Besides Socrates, some other notable historical figures that appeared in Bill & Ted’s Excellent Adventure were Napoleon, Billy the Kid, Freud, Genghis Khan, Joan of Arc, Abraham Lincoln, and Beethoven.
NFL coach Dan Reeves passed away last January at the age of 77. He was a head coach for 23 sessions, with the Denver Broncos, the New York Giants, and the Atlanta Falcons. As a player he played 8 seasons with the Dallas Cowboys. During his 38 years in the NFL, Reeves participated in nine Super Bowls, the third most for an individual.
Dan Reeves was the Dallas Cowboys’ starting halfback during the 1967 NFL Championship Game against the Green Bay Packers, which is more commonly referred to as the “Ice Bowl,” due to the brutally cold conditions at Lambeau Field that day (the game-time air temperature was -15F, and the wind chill, by modern calculations, was -36F).
The Cowboys’ only offensive touchdown during the game was on a 50-yard halfback option pass, thrown by Reeves to flanker Lance Rentzel in the fourth quarter. That score gave the Cowboys their first lead of the day, which they held until Packers QB Bart Starr’s famous quarterback sneak touchdown in the game’s waning moments.
Wide receivers Lance Rentzel and Lance Alworth both played for the Dallas Cowboys, but their playing days there did not overlap. Rentzel was at Dallas for 1967-1970, and then Alworth was there 1971-1972. Rentzel never won a championship but Alworth did, with the Cowboys in 1971 in Super Bowl VI. Alworth, nicknamed “Bambi” for his leaping abilities, is also in the NFL Hall of Fame. Alworth is also in the College Football Hall of Fame.
Felix Salten, a prolific author now best known for his book Bambi: A Life in the Woods, was the grandson of an Orthodox rabbi. Bambi was intended by Salten as a parable of the dangers and persecution faced by Jews in Europe. Published in 1923, it was hugely popular and is now seen as one of the first environmental novels.
In 1933, Salten sold the film rights to the novel to MGM producer Sidney Franklin, who passed them on to Walt Disney for the creation of a film adaptation. In 1936, Nazi Germany banned the book as “political allegory on the treatment of Jews in Europe,” and Salten went into exile in Switzerland.
In 1928, Whittaker Chambers translated Salten’s 1923 Bambi to English. Chambers, born in Philadelphia in 1901, was an active Communist and a spy for the Soviet Union in the 1920s and 1930s. He gradually grew disillusioned by Communism and defected in 1938. In 1948, Chambers testified before HUAC, the House in-American Activities Committee” in “the trial of the century”, the 1949-1960 case against Alger Hiss for perjury related to espionage. Chambered died in 1961, and in 1984 President Reagan awarded the Presidential Medal of Freedom posthumously to him for contribution to “the century’s epic struggle between freedom and totalitarianism”.

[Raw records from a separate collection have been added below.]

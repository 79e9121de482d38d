//! FairQueue - keyed round-robin record queue
//!
//! Many producers, one consumer. FIFO within a key, strict round-robin
//! across keys.

use std::collections::hash_map::Entry;
use std::collections::{HashMap, VecDeque};
use std::sync::{Mutex, MutexGuard};

use tokio::sync::Notify;

use contracts::{PartitionKey, Record};

use crate::error::DispatchError;

/// Queue state guarded by one lock.
///
/// Invariant: `rotation` lists exactly the keys whose queue in `pending`
/// is non-empty, in service order.
#[derive(Default)]
struct QueueState {
    /// Pending records per key, FIFO
    pending: HashMap<PartitionKey, VecDeque<Record>>,
    /// Keys with pending records, head is served next
    rotation: VecDeque<PartitionKey>,
    /// Set on close; take() reports cancellation, add() rejects
    closed: bool,
}

impl QueueState {
    /// Pop the head record of the key at the rotation head.
    ///
    /// A key with records left re-enters at the rotation tail; a drained
    /// key's per-key queue is deleted.
    fn pop_next(&mut self) -> Option<(PartitionKey, Record)> {
        let key = self.rotation.pop_front()?;
        // rotation only lists keys with a pending queue
        let Entry::Occupied(mut entry) = self.pending.entry(key) else {
            return None;
        };
        let Some(record) = entry.get_mut().pop_front() else {
            entry.remove();
            return None;
        };
        if entry.get().is_empty() {
            let (key, _) = entry.remove_entry();
            Some((key, record))
        } else {
            let key = entry.key().clone();
            self.rotation.push_back(key.clone());
            Some((key, record))
        }
    }

    fn depth(&self) -> usize {
        self.pending.values().map(VecDeque::len).sum()
    }
}

/// Multi-producer, single-consumer queue with per-key FIFO order and
/// strict round-robin service across keys.
///
/// All shared state sits behind one mutex covering both the per-key
/// queues and the rotation; the lock is never held across an await.
pub struct FairQueue {
    state: Mutex<QueueState>,
    /// Wakes the parked consumer on arrival or close
    notify: Notify,
}

impl FairQueue {
    /// Create an empty open queue.
    pub fn new() -> Self {
        Self {
            state: Mutex::new(QueueState::default()),
            notify: Notify::new(),
        }
    }

    fn lock(&self) -> MutexGuard<'_, QueueState> {
        self.state.lock().expect("fair queue lock poisoned")
    }

    /// Append a record to its key's queue.
    ///
    /// A newly active key joins the rotation tail. Never blocks; wakes
    /// the consumer when the queue was idle.
    ///
    /// # Errors
    /// Rejects the record with [`DispatchError::Terminated`] once the
    /// queue is closed.
    pub fn add(&self, key: PartitionKey, record: Record) -> Result<(), DispatchError> {
        let mut state = self.lock();
        if state.closed {
            return Err(DispatchError::Terminated { key });
        }

        let was_idle = state.rotation.is_empty();
        let QueueState {
            pending, rotation, ..
        } = &mut *state;
        match pending.entry(key) {
            Entry::Occupied(mut entry) => entry.get_mut().push_back(record),
            Entry::Vacant(entry) => {
                rotation.push_back(entry.key().clone());
                entry.insert(VecDeque::from([record]));
            }
        }
        drop(state);

        if was_idle {
            self.notify.notify_one();
        }
        Ok(())
    }

    /// Take the next record in rotation along with its key, suspending
    /// while the queue is empty. Single logical consumer.
    ///
    /// Returns `None` once the queue has been closed - cancellation, not
    /// an error.
    pub async fn take(&self) -> Option<(PartitionKey, Record)> {
        loop {
            {
                let mut state = self.lock();
                if state.closed {
                    return None;
                }
                if let Some(served) = state.pop_next() {
                    return Some(served);
                }
            }
            self.notify.notified().await;
        }
    }

    /// Close the queue: a parked [`take`](Self::take) unblocks promptly
    /// and later [`add`](Self::add) calls are rejected.
    ///
    /// Returns the number of records abandoned, so callers can report
    /// them instead of dropping them silently.
    pub fn close(&self) -> usize {
        let mut state = self.lock();
        state.closed = true;
        let abandoned = state.depth();
        state.pending.clear();
        state.rotation.clear();
        drop(state);

        self.notify.notify_one();
        abandoned
    }

    /// Total records currently queued across all keys.
    pub fn depth(&self) -> usize {
        self.lock().depth()
    }

    /// Number of keys currently holding pending records.
    pub fn active_keys(&self) -> usize {
        self.lock().rotation.len()
    }

    /// Whether no records are pending.
    pub fn is_empty(&self) -> bool {
        self.lock().rotation.is_empty()
    }
}

impl Default for FairQueue {
    fn default() -> Self {
        Self::new()
    }
}
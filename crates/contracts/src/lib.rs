//! # Contracts
//!
//! Frozen interface contracts (ICD), defining inter-module data structures and traits.
//! All business crates can only depend on this crate, reverse dependencies are prohibited.
//!
//! ## Key Model
//! - Every `Record` carries its partition key in field 0 of `values`
//! - Keys are opaque scalars: equality and hashing only, no ordering

mod context;
mod error;
mod handler;
mod key;
mod record;
mod schema;

pub use context::*;
pub use error::*;
pub use handler::*;
pub use key::PartitionKey;
pub use record::{Record, RequestId};
pub use schema::*;
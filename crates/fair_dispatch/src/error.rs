//! Dispatch error types

use thiserror::Error;

use contracts::{PartitionKey, StreamError};

/// Dispatch-specific errors
#[derive(Debug, Error)]
pub enum DispatchError {
    /// Handler failed while processing a record; the worker stops and
    /// queued records are abandoned
    #[error("handler failed on record for key '{key}': {source}")]
    Handler {
        key: PartitionKey,
        #[source]
        source: StreamError,
    },

    /// Record rejected because the dispatcher is already terminated
    #[error("dispatcher is terminated; record for key '{key}' was rejected")]
    Terminated { key: PartitionKey },

    /// Dispatch worker task died without reporting (panic or abort)
    #[error("dispatch worker task failed: {message}")]
    Worker { message: String },

    /// Contract-level error (key projection, handler init/teardown)
    #[error("contract error: {0}")]
    Contract(#[from] StreamError),
}

impl DispatchError {
    /// Create a worker task failure
    pub fn worker(message: impl Into<String>) -> Self {
        Self::Worker {
            message: message.into(),
        }
    }
}
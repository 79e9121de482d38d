//! Layered error definitions
//!
//! Categorized by source: key projection / handler / general

use thiserror::Error;

/// Unified error type
#[derive(Debug, Error)]
pub enum StreamError {
    // ===== Key Projection Errors =====
    /// Record has no fields to project a key from
    #[error("record has no fields; cannot project a partition key")]
    KeyMissing,

    /// Key field holds a value kind that cannot serve as a key
    #[error("field {index} of kind '{kind}' cannot be used as a partition key")]
    KeyUnsupported { index: usize, kind: &'static str },

    // ===== Handler Errors =====
    /// Handler initialization error
    #[error("handler '{handler}' init error: {message}")]
    HandlerInit { handler: String, message: String },

    /// Handler processing error
    #[error("handler '{handler}' process error: {message}")]
    HandlerProcess { handler: String, message: String },

    /// Handler teardown error
    #[error("handler '{handler}' teardown error: {message}")]
    HandlerTeardown { handler: String, message: String },

    // ===== General Errors =====
    /// IO error
    #[error("io error: {0}")]
    Io(#[from] std::io::Error),

    /// Other error
    #[error("{0}")]
    Other(String),
}

impl StreamError {
    /// Create handler init error
    pub fn handler_init(handler: impl Into<String>, message: impl Into<String>) -> Self {
        Self::HandlerInit {
            handler: handler.into(),
            message: message.into(),
        }
    }

    /// Create handler processing error
    pub fn handler_process(handler: impl Into<String>, message: impl Into<String>) -> Self {
        Self::HandlerProcess {
            handler: handler.into(),
            message: message.into(),
        }
    }

    /// Create handler teardown error
    pub fn handler_teardown(handler: impl Into<String>, message: impl Into<String>) -> Self {
        Self::HandlerTeardown {
            handler: handler.into(),
            message: message.into(),
        }
    }
}
//! LogHandler - logs record summaries via tracing

use tracing::{info, instrument};

use contracts::{NodeContext, OutputSchema, Record, RecordHandler, StreamError};

/// Handler that logs record summaries for debugging
pub struct LogHandler {
    name: String,
}

impl LogHandler {
    /// Create a new LogHandler with the given name
    pub fn new(name: impl Into<String>) -> Self {
        Self { name: name.into() }
    }

    fn log_record_summary(&self, record: &Record) {
        info!(
            handler = %self.name,
            request_id = ?record.request_id,
            fields = record.values.len(),
            payload_len = record.payload.len(),
            "record received"
        );
    }
}

impl RecordHandler for LogHandler {
    fn name(&self) -> &str {
        &self.name
    }

    #[instrument(name = "log_handler_init", skip(self, ctx), fields(handler = %self.name))]
    async fn init(&mut self, ctx: &NodeContext) -> Result<(), StreamError> {
        info!(handler = %self.name, node = %ctx.node_id, "LogHandler ready");
        Ok(())
    }

    #[instrument(name = "log_handler_process", skip(self, record), fields(handler = %self.name))]
    async fn process(&mut self, record: &Record) -> Result<(), StreamError> {
        self.log_record_summary(record);
        Ok(())
    }

    #[instrument(name = "log_handler_teardown", skip(self))]
    async fn teardown(&mut self) -> Result<(), StreamError> {
        info!(handler = %self.name, "LogHandler closed");
        Ok(())
    }

    fn output_schema(&self) -> OutputSchema {
        // Emits nothing
        OutputSchema::empty()
    }
}

#[cfg(test)]
mod tests {
    use super::*;
    use serde_json::json;

    #[tokio::test]
    async fn test_log_handler_process() {
        let mut handler = LogHandler::new("test_log");
        let record = Record::new(vec![json!("key"), json!(1)]);

        let result = handler.process(&record).await;
        assert!(result.is_ok());
    }

    #[tokio::test]
    async fn test_log_handler_name() {
        let handler = LogHandler::new("my_logger");
        assert_eq!(handler.name(), "my_logger");
    }

    #[tokio::test]
    async fn test_log_handler_has_no_completion_capability() {
        let handler = LogHandler::new("log");
        assert!(!handler.handles_completion());
        assert_eq!(handler.output_schema(), OutputSchema::empty());
    }
}
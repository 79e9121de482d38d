//! Handler implementations
//!
//! Contains LogHandler.

mod log;

pub use self::log::LogHandler;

Marilyn Chambers was a model and struggling actress in the early 1970s, and one of her most prominent early jobs was to serve as the model on the packaging for Ivory Snow laundry soap.
Chambers starred in the breakthrough adult film Behind the Green Door in 1972; when, after the movie’s release, Procter & Gamble (the makers of Ivory Snow) learned that their model had made a pornographic film, they quickly dropped her from their packaging.
Asteroid 1486 Marilyn was discovered in 1938 by Belgian astronomer Eugène Delporte at the Royal Observatory of Belgium in Uccle BEL. The asteroid was named after Marilyn Herget, daughter of astronomer Paul Herget.
Expo 58, also known as the 1958 Brussel’s World Fair, was held in Brussels from April 17 to October 19 of 1958. It was the first major world expo held after WWII.
It was also the first time that Belgian Waffles were introduced to the world, by a man named Walter Cleyman. However, in Belgium, there’s not really such a waffle by that name.